Pharmaceutical advice for Matthew Clay.

Names Included:-






Matthew Clay
Mr Mitchel

Mr. Saul

Joseph Waterhouse



Aldersgate Street


Drewry Lane

Date: 17 September 1750.

This document takes the form of a manuscript note on paper 210 x 167 mm, addressed on the back: ‘For Mr. Matthew Clay In Bourn’

Sepr 17th 1750

The Method made use of by Mr Saul for procuring the Medicine wch he makes use of for ye Gravil is – virt .

Send a Post Letter To Mr Mitchel a Jeweler, in Drewry-Lane near Long Acre in London, and desire him to deliver to Mr Joseph Waterhouse at ye Red Lyon in Aldersgate Street, a Doz: of his Bottles of Cholick water (Such as Mr Saul of Brothertoft in Lincolnshire has of him) and ye sd Mr Waterhouse will pay for them, you may likewise desire him to Send a Direction how to use ye sd Medicine.

It will be proper to let Mr Waterhouse have timely Notice of ye same wth an order for him to pay for it,

The 12 Bottles will cost £1: 4: -

NB. 12 Bottles is accounted a Compleat Quantity to Take.


The abbreviation, virt will be vide-licet, to be read as ‘namely’.

‘Cholic’ means ‘of or pertaining to bile’ (OED)

‘Colic’ is paroxysmal griping pains in the belly (OED)

It is not immediately clear what may have been Matthew’s trouble.

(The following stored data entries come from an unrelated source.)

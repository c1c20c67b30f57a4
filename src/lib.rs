//! # dex-vision
//!
//! Core of a DEX pair dashboard: pair models, deterministic synthetic price
//! charts, and the client-side stores the UI persists.
//!
//! ## Architecture
//!
//! 1. **Shared** — Newtypes (`ChainId`, `PairAddress`), `Timeframe`, chain table
//! 2. **Domain** — Vertical slices: `chart` (generator + PRNG + aggregation),
//!    `pair` (DexScreener wire types → `Pair`), `ohlcv` (GeckoTerminal and
//!    DexPaprika candles → `PriceBar`), `favorites`, `chain`
//! 3. **Storage** — `KeyValueStorage` with in-memory and file backends
//!
//! ## Quick Start
//!
//! ```rust,ignore
//! use dex_vision::prelude::*;
//!
//! let seed = seed_from_identifier("0x88e6A0c2dDD26FEEb64F039a2c41296FcB3f5640");
//! let bars = generate(3_412.5, 4.2, seed, Timeframe::Hour1);
//! assert_eq!(bars.len(), 72);
//!
//! let mut storage = FileStorage::new("./state");
//! let mut favorites = Favorites::load(&storage)?;
//! favorites.toggle(FavoriteItem::new("ethereum", "0x88e6...", "USDC/WETH"));
//! favorites.save(&mut storage)?;
//! ```

/// Shared newtypes, enums and tables used across all domains.
pub mod shared;

/// Domain modules (vertical slices): types, wire types, conversions, state.
pub mod domain;

/// Persistence backends for app-owned state.
pub mod storage;

/// Unified error types.
pub mod error;

// ── Prelude ──────────────────────────────────────────────────────────────────

pub mod prelude {
    // Shared
    pub use crate::shared::{
        chain_info, gecko_network, ChainId, ChainInfo, PairAddress, Timeframe, SUPPORTED_CHAINS,
    };

    // Chart
    pub use crate::domain::chart::{
        aggregate, aggregate_weekly, generate, generate_series, generate_with, seed_from_identifier,
        GeneratorConfig, Lcg, PriceBar, SeriesRequest,
    };

    // OHLCV
    pub use crate::domain::ohlcv::{gecko_bars, GeckoQuery};

    // Pair
    pub use crate::domain::pair::{Pair, Token};

    // Stores
    pub use crate::domain::chain::ChainSelection;
    pub use crate::domain::favorites::{FavoriteItem, Favorites};

    // Storage
    pub use crate::storage::{FileStorage, KeyValueStorage, MemoryStorage};

    // Errors
    pub use crate::error::{DexVisionError, StorageError};
}
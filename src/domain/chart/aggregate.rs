//! Roll fine bars up into coarser ones.
//!
//! GeckoTerminal has no weekly OHLCV endpoint, so weekly charts are built from
//! daily bars seven at a time.

use super::PriceBar;

/// Fold each run of `bars_per_bucket` consecutive bars into one bar.
///
/// The trailing partial bucket is kept. `bars_per_bucket == 0` returns the input
/// unchanged.
pub fn aggregate(bars: &[PriceBar], bars_per_bucket: usize) -> Vec<PriceBar> {
    if bars_per_bucket == 0 {
        return bars.to_vec();
    }
    bars.chunks(bars_per_bucket).filter_map(fold_chunk).collect()
}

pub fn aggregate_weekly(daily: &[PriceBar]) -> Vec<PriceBar> {
    aggregate(daily, 7)
}

fn fold_chunk(chunk: &[PriceBar]) -> Option<PriceBar> {
    let first = chunk.first()?;
    let last = chunk.last()?;
    Some(PriceBar {
        time: first.time,
        open: first.open,
        high: chunk.iter().map(|b| b.high).fold(f64::MIN, f64::max),
        low: chunk.iter().map(|b| b.low).fold(f64::MAX, f64::min),
        close: last.close,
        volume: chunk.iter().map(|b| b.volume).sum(),
    })
}
//! Pair domain — a DEX pool snapshot and the chart request derived from it.

mod convert;
pub mod wire;

use crate::domain::chart::{PriceBar, SeriesRequest};
use crate::shared::{ChainId, PairAddress, Timeframe};
use chrono::{DateTime, Utc};
use serde::{Deserialize, Serialize};

#[derive(Debug, Clone, PartialEq, Eq, Serialize, Deserialize)]
pub struct Token {
    pub address: String,
    pub name: String,
    pub symbol: String,
}

/// A trading pair with the figures the dashboard shows.
#[derive(Debug, Clone, PartialEq, Serialize, Deserialize)]
pub struct Pair {
    pub chain_id: ChainId,
    pub dex_id: String,
    pub pair_address: PairAddress,
    pub base_token: Token,
    pub quote_token: Token,
    pub price_usd: f64,
    pub price_native: f64,
    /// Percent.
    pub price_change_24h: f64,
    pub volume_24h: f64,
    pub liquidity_usd: f64,
    pub fdv: Option<f64>,
    pub market_cap: Option<f64>,
    pub created_at: Option<DateTime<Utc>>,
}

impl Pair {
    /// `BASE/QUOTE`.
    pub fn symbol(&self) -> String {
        format!("{}/{}", self.base_token.symbol, self.quote_token.symbol)
    }

    pub fn seed(&self) -> u32 {
        self.pair_address.seed()
    }

    pub fn series_request(&self, timeframe: Timeframe) -> SeriesRequest {
        SeriesRequest::new(self.price_usd, self.price_change_24h, self.seed(), timeframe)
            .with_volume_24h(self.volume_24h)
    }

    /// Synthetic chart for this pair, ending now.
    pub fn synthetic_chart(&self, timeframe: Timeframe) -> Vec<PriceBar> {
        crate::domain::chart::generate_series(&self.series_request(timeframe))
    }
}
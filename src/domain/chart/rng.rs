//! Seeded linear congruential generator.
//!
//! `state' = (state * 1103515245 + 12345) mod (2^31 - 1)`, output `state' / (2^31 - 1)`.
//! The constants are fixed: a pair's chart must look the same on every render.

use rand::{Error, RngCore, SeedableRng};

const MULTIPLIER: u64 = 1_103_515_245;
const INCREMENT: u64 = 12_345;
const MODULUS: u64 = (1 << 31) - 1;

/// Deterministic pseudo-random source for synthetic charts.
#[derive(Debug, Clone, PartialEq, Eq)]
pub struct Lcg {
    state: u64,
}

impl Lcg {
    pub fn new(seed: u32) -> Self {
        Self {
            state: u64::from(seed) % MODULUS,
        }
    }

    fn step(&mut self) -> u64 {
        // state < 2^31 and MULTIPLIER < 2^31, so the product fits in u64.
        self.state = (self.state * MULTIPLIER + INCREMENT) % MODULUS;
        self.state
    }

    /// Next value in `[0, 1)`.
    pub fn next_f64(&mut self) -> f64 {
        self.step() as f64 / MODULUS as f64
    }

    /// Next value in `[-1, 1)`.
    pub fn next_signed(&mut self) -> f64 {
        self.next_f64() * 2.0 - 1.0
    }
}

impl RngCore for Lcg {
    fn next_u32(&mut self) -> u32 {
        (self.next_f64() * 4_294_967_296.0) as u32
    }

    fn next_u64(&mut self) -> u64 {
        let hi = u64::from(self.next_u32());
        let lo = u64::from(self.next_u32());
        (hi << 32) | lo
    }

    fn fill_bytes(&mut self, dest: &mut [u8]) {
        for chunk in dest.chunks_mut(4) {
            let bytes = self.next_u32().to_le_bytes();
            chunk.copy_from_slice(&bytes[..chunk.len()]);
        }
    }

    fn try_fill_bytes(&mut self, dest: &mut [u8]) -> Result<(), Error> {
        self.fill_bytes(dest);
        Ok(())
    }
}

impl SeedableRng for Lcg {
    type Seed = [u8; 4];

    /// Little-endian `u32` seed; `Lcg::from_seed(n.to_le_bytes()) == Lcg::new(n)`.
    fn from_seed(seed: Self::Seed) -> Self {
        Self::new(u32::from_le_bytes(seed))
    }
}

#[cfg(test)]
mod tests {
    use super::*;
    use rand::Rng;

    #[test]
    fn test_known_sequence() {
        let mut rng = Lcg::new(42);
        assert_eq!(rng.step(), 1_250_496_048);
        assert_eq!(rng.step(), 1_310_387_594);
        assert_eq!(rng.step(), 1_622_543_901);
    }

    #[test]
    fn test_zero_seed_advances() {
        let mut rng = Lcg::new(0);
        assert_eq!(rng.step(), INCREMENT);
    }

    #[test]
    fn test_same_seed_same_sequence() {
        let mut a = Lcg::new(7_331);
        let mut b = Lcg::new(7_331);
        for _ in 0..1_000 {
            assert_eq!(a.next_f64().to_bits(), b.next_f64().to_bits());
        }
    }

    #[test]
    fn test_different_seeds_diverge() {
        let a: Vec<f64> = {
            let mut r = Lcg::new(1);
            (0..8).map(|_| r.next_f64()).collect()
        };
        let b: Vec<f64> = {
            let mut r = Lcg::new(2);
            (0..8).map(|_| r.next_f64()).collect()
        };
        assert_ne!(a, b);
    }

    #[test]
    fn test_output_in_unit_interval() {
        let mut rng = Lcg::new(u32::MAX);
        for _ in 0..10_000 {
            let v = rng.next_f64();
            assert!((0.0..1.0).contains(&v), "out of range: {v}");
        }
    }

    #[test]
    fn test_seedable_matches_new() {
        let mut a = Lcg::from_seed(99u32.to_le_bytes());
        let mut b = Lcg::new(99);
        assert_eq!(a.next_u64(), b.next_u64());
    }

    #[test]
    fn test_rng_helpers_are_deterministic() {
        let mut a = Lcg::new(5);
        let mut b = Lcg::new(5);
        let xs: Vec<bool> = (0..64).map(|_| a.gen_bool(0.2)).collect();
        let ys: Vec<bool> = (0..64).map(|_| b.gen_bool(0.2)).collect();
        assert_eq!(xs, ys);
    }
}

Since his correspondent spelled the word with the ‘ch’ we may assume he meant the former but at that time, medical theory was based on the humours of the Pythagorean philosophers. References to the humours are found in Morris’ book, as late as the 1860s. ‘Cholic’ might therefore, refer to choler, that is, irascibility. Or, the writer may have been thinking of a bitter taste rising from the stomach in Bilious vomiting or of what was then called ‘cholera’, bilious diarrhoea. Since then, the name ‘cholera’ has been transferred to an apparently similar disease but one which arises from infection by the bacterium Vibrio cholerae, which the English found in India and called originally, ‘Indian’ or ‘Asiatic’ cholera. The adjective is nowadays, dropped and the old use of the word forgotten.

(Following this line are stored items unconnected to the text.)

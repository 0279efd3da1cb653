/// A transient description of one HTTP call for the activity log.
///
/// Built by the usage layer from the inbound request, forwarded as headers on
/// `POST /activity/log`, never persisted locally.
#[derive(Debug, Clone)]
pub struct UsageRecord {
    /// Bearer token from the inbound request.
    pub token: String,
    /// Caller's application key.
    pub app_key: String,
    /// Request path, e.g. `/team`.
    pub endpoint: String,
    /// Request method, e.g. `GET`.
    pub method: String,
    /// Peer address when known, empty otherwise.
    pub address: String,
}
use std::sync::Arc;

use axum::extract::{Request, State};
use axum::http::StatusCode;
use axum::middleware::{self, Next};
use axum::response::Response;
use axum::Router;

use gate_client::{SsoClient, APP_HEADER, TOKEN_HEADER};
use gate_core::Identity;

use crate::headers::header_str;
use crate::render::{AbortRender, JsonAbort};

/// The auth gate: forwards the inbound credential to the upstream sync
/// endpoint and attaches the decoded identity to the request.
///
/// Per-request flow, linear with early exits:
/// 1. read `token` and `app` headers (missing reads as empty — sent anyway,
///    the upstream decides what an empty token means)
/// 2. `POST /user/sync`; transport or decode failure aborts 500
/// 3. upstream status outside 200/201 aborts with that status and the
///    upstream's message
/// 4. the decoded user's token is overwritten with the inbound token and the
///    [`Identity`] is inserted into request extensions
/// 5. with `admin_only` set, a role above the admin threshold aborts 401
///    `Admin only`
/// 6. the wrapped handler runs
///
/// Aborts render through the injected [`AbortRender`]; the wrapped handler
/// never runs on an abort.
#[derive(Clone)]
pub struct AuthGate {
    client: SsoClient,
    admin_only: bool,
    render: Arc<dyn AbortRender>,
}

impl AuthGate {
    /// Gate with no role restriction and the JSON abort renderer.
    #[must_use]
    pub fn new(client: SsoClient) -> Self {
        Self {
            client,
            admin_only: false,
            render: Arc::new(JsonAbort),
        }
    }

    /// Restrict the gated routes to admin roles.
    #[must_use]
    pub fn admin_only(mut self, admin_only: bool) -> Self {
        self.admin_only = admin_only;
        self
    }

    /// Swap the rejection formatter.
    #[must_use]
    pub fn with_render(mut self, render: Arc<dyn AbortRender>) -> Self {
        self.render = render;
        self
    }

    /// Wrap every route of the router with this gate.
    #[must_use]
    pub fn apply<S>(self, router: Router<S>) -> Router<S>
    where
        S: Clone + Send + Sync + 'static,
    {
        router.layer(middleware::from_fn_with_state(self, auth_gate))
    }
}

async fn auth_gate(State(gate): State<AuthGate>, mut req: Request, next: Next) -> Response {
    let token = header_str(req.headers(), TOKEN_HEADER);
    let app_key = header_str(req.headers(), APP_HEADER);

    let outcome = match gate.client.sync(&token, &app_key).await {
        Ok(outcome) => outcome,
        Err(error) => {
            tracing::warn!(error = %error, "auth sync failed");
            return gate
                .render
                .render(StatusCode::INTERNAL_SERVER_ERROR, &error.to_string());
        }
    };

    if !outcome.is_success() {
        let status = StatusCode::from_u16(outcome.status)
            .unwrap_or(StatusCode::INTERNAL_SERVER_ERROR);
        return gate.render.render(status, &outcome.envelope.message);
    }

    let Some(mut user) = outcome.envelope.user else {
        tracing::warn!(status = outcome.status, "sync response missing user");
        return gate
            .render
            .render(StatusCode::INTERNAL_SERVER_ERROR, "sync response missing user");
    };

    // The upstream payload's token field, if any, is discarded.
    user.token = token;

    let is_admin = user.is_admin();
    req.extensions_mut().insert(Identity::new(user, app_key));

    if gate.admin_only && !is_admin {
        return gate.render.render(StatusCode::UNAUTHORIZED, "Admin only");
    }

    next.run(req).await
}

He may however, have been thinking of ‘colic’, which word refers to the colon, the large intestine. This might draw itself to the attention of the patient by undergoing painful spasms, called ‘colic’. The OED (online edition) first notes use of the word ‘colic’ in about 1440 while ‘cholic’ is not found until 1846. Therefore, either the writer in 1750, was well in advance of his time, or he meant ‘colic’.

Gravel is mentioned. This is more formally known as urolithiasis, the presence of small clumps of crystals of urea in the urine. Where they are large enough to be noticed, they are usually bound together by other precipitated chemicals such as calcium oxalate and magnesium ammonium phosphate (Lock & Smith kidney stone). However, popularly, it also refers to a difficulty in passing urine, whether the crystals be present or not (OED online: gravel 4). While reference to the urinary solids can be traced back to about 1400, the freer, popular usage is recorded only from as late as 1886. The connection between on the one hand, recourse to a medicine called ‘colic water’ and on the other, urinary gravel would lie in renal colic.